> **What is required**
Keep only the lines that hold the string "keys", filtering out the rest of the entries below.
======== Information given
//! `log_duration`: records one run's wall-clock time into
//! `context.logger`, when a host has configured one. Opt-in, not wired
//! into any `Store` automatically.

use std::time::Duration;

use async_trait::async_trait;

use crate::context::{keys, Context};
use crate::continuation::Continuation;
use crate::error::RuntimeError;
use crate::operation::{Modifier, Runnable};
use crate::path::Path;
use tracing::Instrument;

/// How a logged run ended, passed to [`Logger::record`] alongside its
/// elapsed time.
#[derive(Debug, Clone, Copy, PartialEq, Eq)]
pub enum LogOutcome {
    /// The operation returned successfully.
    Succeeded,
    /// The run was cancelled before it completed.
    Cancelled,
    /// The operation returned a failure.
    Failed,
}

/// A host-supplied sink for `log_duration`'s timing records.
///
/// Installed into `context.logger`; `log_duration` calls
/// [`Logger::span`] once per run and enters the returned span for the
/// call's duration, then calls [`Logger::record`] with the outcome.
pub trait Logger: Send + Sync {
    /// A `tracing::Span` to enter for the duration of one run at `path`.
    fn span(&self, path: &Path) -> tracing::Span;

    /// Called once the run completes, with its wall-clock duration.
    fn record(&self, path: &Path, elapsed: Duration, outcome: LogOutcome);
}

/// Enters `context.logger`'s span (if one is configured) for the duration
/// of the wrapped run and reports the elapsed time and outcome to it.
/// With no logger configured, this modifier does nothing.
pub struct LogDuration;

#[async_trait]
impl<Inner: Runnable> Modifier<Inner> for LogDuration {
    async fn run(
        &self,
        input: Inner::Input,
        ctx: Context,
        cont: Continuation<Inner::Value, Inner::Failure>,
        inner: &Inner,
    ) -> Result<Inner::Value, RuntimeError<Inner::Failure>> {
        let logger = ctx.get(&keys::LOGGER);
        let Some(logger) = logger else {
            return inner.execute(input, ctx, cont).await;
        };

        let path = inner.path();
        let span = logger.span(&path);

        let start = std::time::Instant::now();
        let result = inner.execute(input, ctx, cont).instrument(span).await;
        let elapsed = start.elapsed();

        let outcome = match &result {
            Ok(_) => LogOutcome::Succeeded,
            Err(e) if e.is_cancelled() => LogOutcome::Cancelled,
            Err(_) => LogOutcome::Failed,
        };
        logger.record(&path, elapsed, outcome);
        result
    }
}

#[cfg(test)]
mod tests {
    use super::*;
    use crate::operation::{OperationCore, RunnableExt, Single, SingleOperation};
    use parking_lot::Mutex;
    use std::sync::Arc;

    struct AlwaysOk;
    impl OperationCore for AlwaysOk {
        fn path(&self) -> Path {
            Path::from(["timed"])
        }
    }
    #[async_trait]
    impl SingleOperation for AlwaysOk {
        type Value = i32;
        type Failure = String;
        async fn run(&self, _ctx: Context, _cont: Continuation<i32, String>) -> Result<i32, String> {
            Ok(1)
        }
    }

    #[tokio::test]
    async fn with_no_logger_configured_the_result_passes_through_unchanged() {
        let modified = Single(AlwaysOk).modified(LogDuration);
        let (cont, _rx) = crate::continuation::channel();
        let result = modified.execute((), Context::new(), cont).await;
        assert_eq!(result.unwrap(), 1);
    }

    struct RecordingLogger {
        records: Mutex<Vec<(Path, LogOutcome)>>,
    }

    impl Logger for RecordingLogger {
        fn span(&self, path: &Path) -> tracing::Span {
            tracing::debug_span!("run", %path)
        }

        fn record(&self, path: &Path, _elapsed: Duration, outcome: LogOutcome) {
            self.records.lock().push((path.clone(), outcome));
        }
    }

    #[tokio::test]
    async fn a_configured_logger_records_one_entry_per_run() {
        let logger = Arc::new(RecordingLogger { records: Mutex::new(Vec::new()) });
        let mut ctx = Context::new();
        ctx.set(&keys::LOGGER, Some(Arc::clone(&logger) as Arc<dyn Logger>));

        let modified = Single(AlwaysOk).modified(LogDuration);
        let (cont, _rx) = crate::continuation::channel();
        let result = modified.execute((), ctx, cont).await;
        assert_eq!(result.unwrap(), 1);

        let records = logger.records.lock();
        assert_eq!(records.len(), 1);
        assert_eq!(records[0], (Path::from(["timed"]), LogOutcome::Succeeded));
    }
}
================
> **Solution to the problem**
use crate::context::{keys, Context};
        let logger = ctx.get(&keys::LOGGER);
        ctx.set(&keys::LOGGER, Some(Arc::clone(&logger) as Arc<dyn Logger>));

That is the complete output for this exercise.